**PROBLEM TO WORK ON:**
The expected output is exactly the lines below, starting at the line with "if !in_string =>" and ending at the line with "let value = raw_value.trim().parse::<u16>()?;", both included; no other line belongs in it.

Stored data:

------------------------------------------------

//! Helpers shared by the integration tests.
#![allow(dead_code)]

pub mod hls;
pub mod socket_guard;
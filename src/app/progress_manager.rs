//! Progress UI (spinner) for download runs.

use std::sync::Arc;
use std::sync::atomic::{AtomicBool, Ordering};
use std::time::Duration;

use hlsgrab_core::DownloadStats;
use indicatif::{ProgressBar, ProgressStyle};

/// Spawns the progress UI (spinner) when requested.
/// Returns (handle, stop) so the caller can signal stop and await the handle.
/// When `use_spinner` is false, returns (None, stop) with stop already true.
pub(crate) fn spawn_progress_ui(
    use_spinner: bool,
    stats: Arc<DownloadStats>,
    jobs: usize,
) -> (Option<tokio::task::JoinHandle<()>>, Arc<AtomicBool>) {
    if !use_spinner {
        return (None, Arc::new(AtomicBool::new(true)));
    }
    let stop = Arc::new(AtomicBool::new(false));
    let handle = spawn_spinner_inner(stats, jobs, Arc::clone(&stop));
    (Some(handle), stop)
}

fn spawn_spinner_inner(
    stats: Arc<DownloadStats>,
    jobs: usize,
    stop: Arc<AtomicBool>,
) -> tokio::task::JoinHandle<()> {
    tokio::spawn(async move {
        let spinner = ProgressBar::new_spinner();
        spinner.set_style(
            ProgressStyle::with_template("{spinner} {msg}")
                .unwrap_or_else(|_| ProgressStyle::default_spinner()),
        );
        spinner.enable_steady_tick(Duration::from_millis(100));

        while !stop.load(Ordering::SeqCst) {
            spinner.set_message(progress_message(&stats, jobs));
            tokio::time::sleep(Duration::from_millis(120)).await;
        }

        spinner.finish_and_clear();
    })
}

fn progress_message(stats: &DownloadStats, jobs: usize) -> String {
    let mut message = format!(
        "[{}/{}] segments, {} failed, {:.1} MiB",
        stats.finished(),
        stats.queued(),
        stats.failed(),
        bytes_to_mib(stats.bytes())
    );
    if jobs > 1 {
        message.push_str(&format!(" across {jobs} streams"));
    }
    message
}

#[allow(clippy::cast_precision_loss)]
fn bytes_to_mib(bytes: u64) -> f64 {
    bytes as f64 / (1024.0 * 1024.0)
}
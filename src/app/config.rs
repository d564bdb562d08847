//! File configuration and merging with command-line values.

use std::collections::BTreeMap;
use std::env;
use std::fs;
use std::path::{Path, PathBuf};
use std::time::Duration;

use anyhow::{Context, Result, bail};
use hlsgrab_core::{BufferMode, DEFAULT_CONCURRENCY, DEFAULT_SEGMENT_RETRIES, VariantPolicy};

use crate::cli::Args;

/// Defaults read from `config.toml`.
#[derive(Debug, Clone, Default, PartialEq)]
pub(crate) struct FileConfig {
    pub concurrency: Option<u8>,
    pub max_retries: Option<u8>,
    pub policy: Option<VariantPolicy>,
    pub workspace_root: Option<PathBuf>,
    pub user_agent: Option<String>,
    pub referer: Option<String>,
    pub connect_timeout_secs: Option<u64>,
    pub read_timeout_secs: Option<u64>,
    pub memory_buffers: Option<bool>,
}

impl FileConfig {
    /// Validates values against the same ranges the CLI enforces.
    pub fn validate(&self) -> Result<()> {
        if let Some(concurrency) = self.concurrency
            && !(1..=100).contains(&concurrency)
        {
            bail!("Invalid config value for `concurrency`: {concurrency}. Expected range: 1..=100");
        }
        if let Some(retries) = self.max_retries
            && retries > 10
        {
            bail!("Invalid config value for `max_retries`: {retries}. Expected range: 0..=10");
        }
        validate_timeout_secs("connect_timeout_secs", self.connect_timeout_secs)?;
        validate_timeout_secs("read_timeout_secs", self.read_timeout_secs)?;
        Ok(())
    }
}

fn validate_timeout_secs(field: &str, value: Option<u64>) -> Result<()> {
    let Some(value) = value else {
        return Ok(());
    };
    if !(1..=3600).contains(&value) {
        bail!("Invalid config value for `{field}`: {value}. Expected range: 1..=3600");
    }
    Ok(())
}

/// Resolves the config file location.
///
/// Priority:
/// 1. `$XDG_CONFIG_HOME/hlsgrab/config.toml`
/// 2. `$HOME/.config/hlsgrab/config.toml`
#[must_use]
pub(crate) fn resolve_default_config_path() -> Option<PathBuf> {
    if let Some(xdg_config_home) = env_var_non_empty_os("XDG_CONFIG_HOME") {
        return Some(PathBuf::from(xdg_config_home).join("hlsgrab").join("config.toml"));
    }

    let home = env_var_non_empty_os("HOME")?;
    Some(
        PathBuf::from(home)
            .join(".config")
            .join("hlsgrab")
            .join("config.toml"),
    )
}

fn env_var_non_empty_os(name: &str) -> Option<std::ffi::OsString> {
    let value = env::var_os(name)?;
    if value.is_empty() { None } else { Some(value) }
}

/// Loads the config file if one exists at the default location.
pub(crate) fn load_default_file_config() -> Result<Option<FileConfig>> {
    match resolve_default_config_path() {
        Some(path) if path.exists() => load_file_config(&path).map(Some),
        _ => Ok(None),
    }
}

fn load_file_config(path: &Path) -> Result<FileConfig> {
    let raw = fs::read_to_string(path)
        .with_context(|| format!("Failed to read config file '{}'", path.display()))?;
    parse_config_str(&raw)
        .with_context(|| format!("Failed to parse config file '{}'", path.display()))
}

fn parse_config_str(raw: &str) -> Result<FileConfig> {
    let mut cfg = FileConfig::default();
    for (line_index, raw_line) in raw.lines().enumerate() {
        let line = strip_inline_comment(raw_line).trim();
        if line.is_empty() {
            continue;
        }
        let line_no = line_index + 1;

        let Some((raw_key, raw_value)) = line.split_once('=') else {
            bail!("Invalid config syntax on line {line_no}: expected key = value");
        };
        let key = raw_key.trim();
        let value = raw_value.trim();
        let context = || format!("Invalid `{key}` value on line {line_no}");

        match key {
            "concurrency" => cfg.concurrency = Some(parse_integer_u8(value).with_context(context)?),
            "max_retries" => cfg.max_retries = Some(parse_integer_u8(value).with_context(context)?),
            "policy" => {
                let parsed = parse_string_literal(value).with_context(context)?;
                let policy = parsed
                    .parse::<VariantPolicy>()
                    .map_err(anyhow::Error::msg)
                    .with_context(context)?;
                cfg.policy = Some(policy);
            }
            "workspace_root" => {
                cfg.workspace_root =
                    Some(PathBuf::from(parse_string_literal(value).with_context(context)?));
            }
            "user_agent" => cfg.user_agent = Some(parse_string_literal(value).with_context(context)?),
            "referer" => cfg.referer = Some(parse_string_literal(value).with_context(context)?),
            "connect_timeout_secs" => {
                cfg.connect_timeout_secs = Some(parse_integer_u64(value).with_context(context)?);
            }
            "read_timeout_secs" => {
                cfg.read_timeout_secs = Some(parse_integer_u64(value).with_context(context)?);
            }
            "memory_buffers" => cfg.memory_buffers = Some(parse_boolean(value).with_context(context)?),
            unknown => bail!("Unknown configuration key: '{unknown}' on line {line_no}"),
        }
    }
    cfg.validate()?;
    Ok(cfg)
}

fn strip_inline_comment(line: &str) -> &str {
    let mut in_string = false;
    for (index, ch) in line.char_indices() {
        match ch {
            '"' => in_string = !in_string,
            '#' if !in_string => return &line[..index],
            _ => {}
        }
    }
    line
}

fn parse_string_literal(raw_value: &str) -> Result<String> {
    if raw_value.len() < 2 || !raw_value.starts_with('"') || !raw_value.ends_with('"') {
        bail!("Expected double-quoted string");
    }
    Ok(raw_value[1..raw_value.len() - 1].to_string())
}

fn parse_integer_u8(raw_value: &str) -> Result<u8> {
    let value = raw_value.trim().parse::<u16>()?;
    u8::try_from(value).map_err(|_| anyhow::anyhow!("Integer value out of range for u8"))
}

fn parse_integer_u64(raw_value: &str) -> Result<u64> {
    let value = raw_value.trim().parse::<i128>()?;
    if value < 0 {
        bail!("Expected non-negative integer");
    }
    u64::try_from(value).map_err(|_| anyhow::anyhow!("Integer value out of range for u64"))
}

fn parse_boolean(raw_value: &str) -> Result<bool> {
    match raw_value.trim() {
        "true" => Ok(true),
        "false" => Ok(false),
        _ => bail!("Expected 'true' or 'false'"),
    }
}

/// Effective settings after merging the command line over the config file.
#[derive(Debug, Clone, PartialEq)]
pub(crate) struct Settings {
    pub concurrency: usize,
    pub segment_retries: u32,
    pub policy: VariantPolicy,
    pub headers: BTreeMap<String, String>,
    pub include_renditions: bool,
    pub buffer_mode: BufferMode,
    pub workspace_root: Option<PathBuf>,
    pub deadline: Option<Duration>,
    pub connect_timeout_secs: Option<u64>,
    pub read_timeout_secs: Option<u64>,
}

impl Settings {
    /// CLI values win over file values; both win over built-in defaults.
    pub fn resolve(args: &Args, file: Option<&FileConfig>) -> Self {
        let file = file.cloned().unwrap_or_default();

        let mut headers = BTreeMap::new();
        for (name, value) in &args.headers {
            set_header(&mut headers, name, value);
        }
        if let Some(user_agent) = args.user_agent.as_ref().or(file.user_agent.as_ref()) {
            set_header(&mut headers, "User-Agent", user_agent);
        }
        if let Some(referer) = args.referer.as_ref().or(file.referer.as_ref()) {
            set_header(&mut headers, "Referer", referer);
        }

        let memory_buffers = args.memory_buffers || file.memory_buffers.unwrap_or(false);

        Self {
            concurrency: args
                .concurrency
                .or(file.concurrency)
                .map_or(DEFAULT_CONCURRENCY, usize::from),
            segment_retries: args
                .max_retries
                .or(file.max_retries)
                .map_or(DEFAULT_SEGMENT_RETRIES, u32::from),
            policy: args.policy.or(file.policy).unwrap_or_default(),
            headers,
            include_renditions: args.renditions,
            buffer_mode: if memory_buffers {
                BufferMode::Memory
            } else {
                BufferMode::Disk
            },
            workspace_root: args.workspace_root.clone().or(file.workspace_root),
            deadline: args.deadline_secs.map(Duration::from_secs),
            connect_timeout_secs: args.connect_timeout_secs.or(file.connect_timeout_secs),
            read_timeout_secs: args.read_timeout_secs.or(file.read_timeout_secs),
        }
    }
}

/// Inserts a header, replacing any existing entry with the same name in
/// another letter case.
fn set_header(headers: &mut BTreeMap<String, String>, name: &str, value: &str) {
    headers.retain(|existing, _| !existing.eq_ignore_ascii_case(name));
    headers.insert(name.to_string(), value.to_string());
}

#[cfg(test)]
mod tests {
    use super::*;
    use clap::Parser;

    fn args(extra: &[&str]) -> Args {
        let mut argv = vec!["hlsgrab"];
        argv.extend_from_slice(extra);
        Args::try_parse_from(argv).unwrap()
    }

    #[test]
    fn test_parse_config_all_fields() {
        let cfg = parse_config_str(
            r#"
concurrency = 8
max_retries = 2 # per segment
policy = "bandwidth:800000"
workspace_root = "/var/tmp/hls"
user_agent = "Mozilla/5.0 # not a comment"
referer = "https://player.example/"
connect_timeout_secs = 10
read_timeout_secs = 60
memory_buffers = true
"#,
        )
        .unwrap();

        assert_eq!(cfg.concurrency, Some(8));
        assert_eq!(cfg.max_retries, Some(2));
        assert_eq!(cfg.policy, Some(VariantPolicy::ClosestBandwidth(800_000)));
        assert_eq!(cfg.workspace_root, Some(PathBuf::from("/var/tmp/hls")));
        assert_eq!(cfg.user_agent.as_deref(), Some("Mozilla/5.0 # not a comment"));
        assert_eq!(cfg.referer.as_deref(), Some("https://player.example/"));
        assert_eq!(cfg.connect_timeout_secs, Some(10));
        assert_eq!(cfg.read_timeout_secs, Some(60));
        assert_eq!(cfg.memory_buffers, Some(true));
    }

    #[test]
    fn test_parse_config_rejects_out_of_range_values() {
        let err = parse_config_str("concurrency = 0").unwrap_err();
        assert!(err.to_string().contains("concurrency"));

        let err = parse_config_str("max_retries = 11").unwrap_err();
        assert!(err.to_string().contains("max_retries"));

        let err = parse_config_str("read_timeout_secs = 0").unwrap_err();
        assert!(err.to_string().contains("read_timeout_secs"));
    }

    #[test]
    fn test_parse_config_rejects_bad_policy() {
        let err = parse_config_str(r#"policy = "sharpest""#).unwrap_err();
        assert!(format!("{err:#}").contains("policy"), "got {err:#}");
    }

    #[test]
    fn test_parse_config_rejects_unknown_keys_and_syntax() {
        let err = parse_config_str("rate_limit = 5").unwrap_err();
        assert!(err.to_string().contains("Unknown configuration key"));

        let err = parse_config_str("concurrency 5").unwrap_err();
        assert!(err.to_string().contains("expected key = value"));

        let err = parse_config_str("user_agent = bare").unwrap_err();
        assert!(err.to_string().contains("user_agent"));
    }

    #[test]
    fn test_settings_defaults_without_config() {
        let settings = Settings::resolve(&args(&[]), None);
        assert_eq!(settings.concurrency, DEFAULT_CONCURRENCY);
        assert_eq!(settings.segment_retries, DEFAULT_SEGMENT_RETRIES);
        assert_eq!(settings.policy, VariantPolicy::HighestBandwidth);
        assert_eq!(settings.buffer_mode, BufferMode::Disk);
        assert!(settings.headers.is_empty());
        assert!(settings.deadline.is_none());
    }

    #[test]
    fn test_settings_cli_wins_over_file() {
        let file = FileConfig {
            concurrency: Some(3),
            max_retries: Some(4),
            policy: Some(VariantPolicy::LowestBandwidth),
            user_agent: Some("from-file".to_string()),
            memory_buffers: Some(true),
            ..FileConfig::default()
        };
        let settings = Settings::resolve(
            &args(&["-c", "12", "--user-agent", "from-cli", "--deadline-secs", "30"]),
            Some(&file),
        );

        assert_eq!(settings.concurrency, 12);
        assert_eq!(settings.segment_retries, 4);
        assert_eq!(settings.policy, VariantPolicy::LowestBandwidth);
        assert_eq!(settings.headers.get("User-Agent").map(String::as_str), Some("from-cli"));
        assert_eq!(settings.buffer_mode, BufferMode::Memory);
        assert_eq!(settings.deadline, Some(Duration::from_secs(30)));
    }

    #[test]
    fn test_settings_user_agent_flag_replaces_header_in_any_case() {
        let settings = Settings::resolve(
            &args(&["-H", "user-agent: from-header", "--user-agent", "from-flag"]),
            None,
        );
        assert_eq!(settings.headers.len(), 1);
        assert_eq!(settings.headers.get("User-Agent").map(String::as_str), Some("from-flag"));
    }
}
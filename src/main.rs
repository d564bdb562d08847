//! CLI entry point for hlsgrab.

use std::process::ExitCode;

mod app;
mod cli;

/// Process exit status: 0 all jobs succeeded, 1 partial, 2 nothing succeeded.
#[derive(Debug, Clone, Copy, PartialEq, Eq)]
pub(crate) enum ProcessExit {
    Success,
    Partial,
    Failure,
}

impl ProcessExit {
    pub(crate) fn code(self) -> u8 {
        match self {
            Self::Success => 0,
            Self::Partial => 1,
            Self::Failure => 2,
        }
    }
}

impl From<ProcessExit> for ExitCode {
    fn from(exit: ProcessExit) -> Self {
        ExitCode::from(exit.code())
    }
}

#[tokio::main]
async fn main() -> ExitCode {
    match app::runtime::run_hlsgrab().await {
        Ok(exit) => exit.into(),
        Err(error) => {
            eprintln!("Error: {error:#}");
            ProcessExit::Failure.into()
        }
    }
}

------------------------------------------------

**ANSWER TO THIS TASK:**
            '#' if !in_string => return &line[..index],
            _ => {}
        }
    }
    line
}

fn parse_string_literal(raw_value: &str) -> Result<String> {
    if raw_value.len() < 2 || !raw_value.starts_with('"') || !raw_value.ends_with('"') {
        bail!("Expected double-quoted string");
    }
    Ok(raw_value[1..raw_value.len() - 1].to_string())
}

fn parse_integer_u8(raw_value: &str) -> Result<u8> {
    let value = raw_value.trim().parse::<u16>()?;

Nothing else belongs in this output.